== Task to carry out ==
Only one stretch of the records below should be repeated. It starts with the line containing "pub struct ShortageInputs<'a>" and goes on through the line containing "let index = InventoryIndex::new(inputs.inventory);", exactly as written.

== The input ==
//! Shortage aggregation across active orders
//!
//! Combines the material aggregator and the BOM explosion engine over
//! every order still driving demand, nets the result against stock,
//! minimum-stock policy, approved material requests and in-flight
//! processing jobs, and emits the raw-material procurement worklist.

use rust_decimal::Decimal;
use std::collections::HashMap;
use uuid::Uuid;

use crate::models::{Assignment, Kit, MaterialShortage, ProcessingJob, Program, Vendor};
use crate::models::{InventoryItem, ItemKind};
use crate::planning::accumulator::RequirementAccumulator;
use crate::planning::explosion::{explode, InventoryIndex};
use crate::planning::requirements::requirements_for_kit_instance;
use crate::types::MaterialKey;

/// Everything the aggregation reads. All of it is a point-in-time
/// snapshot; the result is a pure function of these inputs.
pub struct ShortageInputs<'a> {
    pub assignments: &'a [Assignment],
    pub kits: &'a HashMap<Uuid, Kit>,
    pub programs: &'a HashMap<Uuid, Program>,
    pub inventory: &'a [InventoryItem],
    pub vendors: &'a [Vendor],
    /// Quantities already covered by approved, unfulfilled material requests
    pub approved_requests: &'a HashMap<MaterialKey, Decimal>,
    pub active_jobs: &'a [ProcessingJob],
}

/// Compute the procurement worklist.
///
/// Orders outside the active status set contribute nothing. Composite
/// items (sealed packets, pre-processed materials) are netted, exploded
/// into their raw constituents and excluded from the output themselves;
/// only raw materials (or names with no stock row at all) are
/// procurable.
pub fn aggregate_shortages(inputs: &ShortageInputs<'_>) -> Vec<MaterialShortage> {
    let index = InventoryIndex::new(inputs.inventory);
    let mut acc = RequirementAccumulator::new();

    for assignment in inputs.assignments {
        if !assignment.status.is_active_for_procurement() {
            continue;
        }
        let Some(kit) = inputs.kits.get(&assignment.kit_id) else {
            // Orphaned order; nothing to aggregate
            continue;
        };
        let program_name = inputs
            .programs
            .get(&kit.program_id)
            .map(|p| p.name.as_str())
            .unwrap_or("");

        for material in requirements_for_kit_instance(kit, assignment.quantity) {
            acc.merge(&material, &kit.name, program_name);
        }
    }

    explode(&mut acc, &index);

    apply_deductions(&mut acc, inputs);

    acc.finalize()
        .into_iter()
        .filter(|entry| entry.shortage > Decimal::ZERO)
        .filter(|entry| is_procurable(entry.inventory_item_id, &index))
        .map(|entry| {
            let (vendor_name, vendor_price) =
                vendor_quote(entry.inventory_item_id, inputs.vendors);
            MaterialShortage {
                name: entry.name,
                required: entry.required,
                available: entry.available,
                shortage: entry.shortage,
                unit: entry.unit,
                category: entry.category,
                subcategory: entry.subcategory,
                kit_names: entry.kit_names,
                program_names: entry.program_names,
                vendor_name,
                vendor_price,
                inventory_item_id: entry.inventory_item_id,
            }
        })
        .collect()
}

/// Net out quantities already on order or already being produced.
fn apply_deductions(acc: &mut RequirementAccumulator, inputs: &ShortageInputs<'_>) {
    let mut job_targets: HashMap<MaterialKey, Decimal> = HashMap::new();
    for job in inputs.active_jobs {
        if !job.status.is_active() {
            continue;
        }
        for target in &job.targets {
            *job_targets
                .entry(MaterialKey::new(&target.item_name))
                .or_insert(Decimal::ZERO) += target.quantity;
        }
    }

    for key in acc.keys() {
        let Some(entry) = acc.get_mut(&key) else {
            continue;
        };
        if let Some(approved) = inputs.approved_requests.get(&key) {
            entry.shortage = (entry.shortage - approved).max(Decimal::ZERO);
        }
        if let Some(in_production) = job_targets.get(&key) {
            entry.shortage = (entry.shortage - in_production).max(Decimal::ZERO);
        }
    }
}

/// Only raw materials are procurement targets. A composite item with a
/// positive shortage is an intermediate node: its exploded raw children
/// carry the demand. A name with no stock row at all is procurable as
/// written.
fn is_procurable(inventory_item_id: Option<Uuid>, index: &InventoryIndex<'_>) -> bool {
    match inventory_item_id.and_then(|id| index.lookup_id(id)) {
        Some(item) => item.kind == ItemKind::Raw && !item.is_composite(),
        None => true,
    }
}

/// First vendor carrying the item wins; no ranking beyond list order.
fn vendor_quote(
    inventory_item_id: Option<Uuid>,
    vendors: &[Vendor],
) -> (Option<String>, Option<Decimal>) {
    let Some(id) = inventory_item_id else {
        return (None, None);
    };
    for vendor in vendors {
        if let Some(price) = vendor.price_for(id) {
            return (Some(vendor.name.clone()), Some(price));
        }
    }
    (None, None)
}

== Answer for the task ==
pub struct ShortageInputs<'a> {
    pub assignments: &'a [Assignment],
    pub kits: &'a HashMap<Uuid, Kit>,
    pub programs: &'a HashMap<Uuid, Program>,
    pub inventory: &'a [InventoryItem],
    pub vendors: &'a [Vendor],
    /// Quantities already covered by approved, unfulfilled material requests
    pub approved_requests: &'a HashMap<MaterialKey, Decimal>,
    pub active_jobs: &'a [ProcessingJob],
}

/// Compute the procurement worklist.
///
/// Orders outside the active status set contribute nothing. Composite
/// items (sealed packets, pre-processed materials) are netted, exploded
/// into their raw constituents and excluded from the output themselves;
/// only raw materials (or names with no stock row at all) are
/// procurable.
pub fn aggregate_shortages(inputs: &ShortageInputs<'_>) -> Vec<MaterialShortage> {
    let index = InventoryIndex::new(inputs.inventory);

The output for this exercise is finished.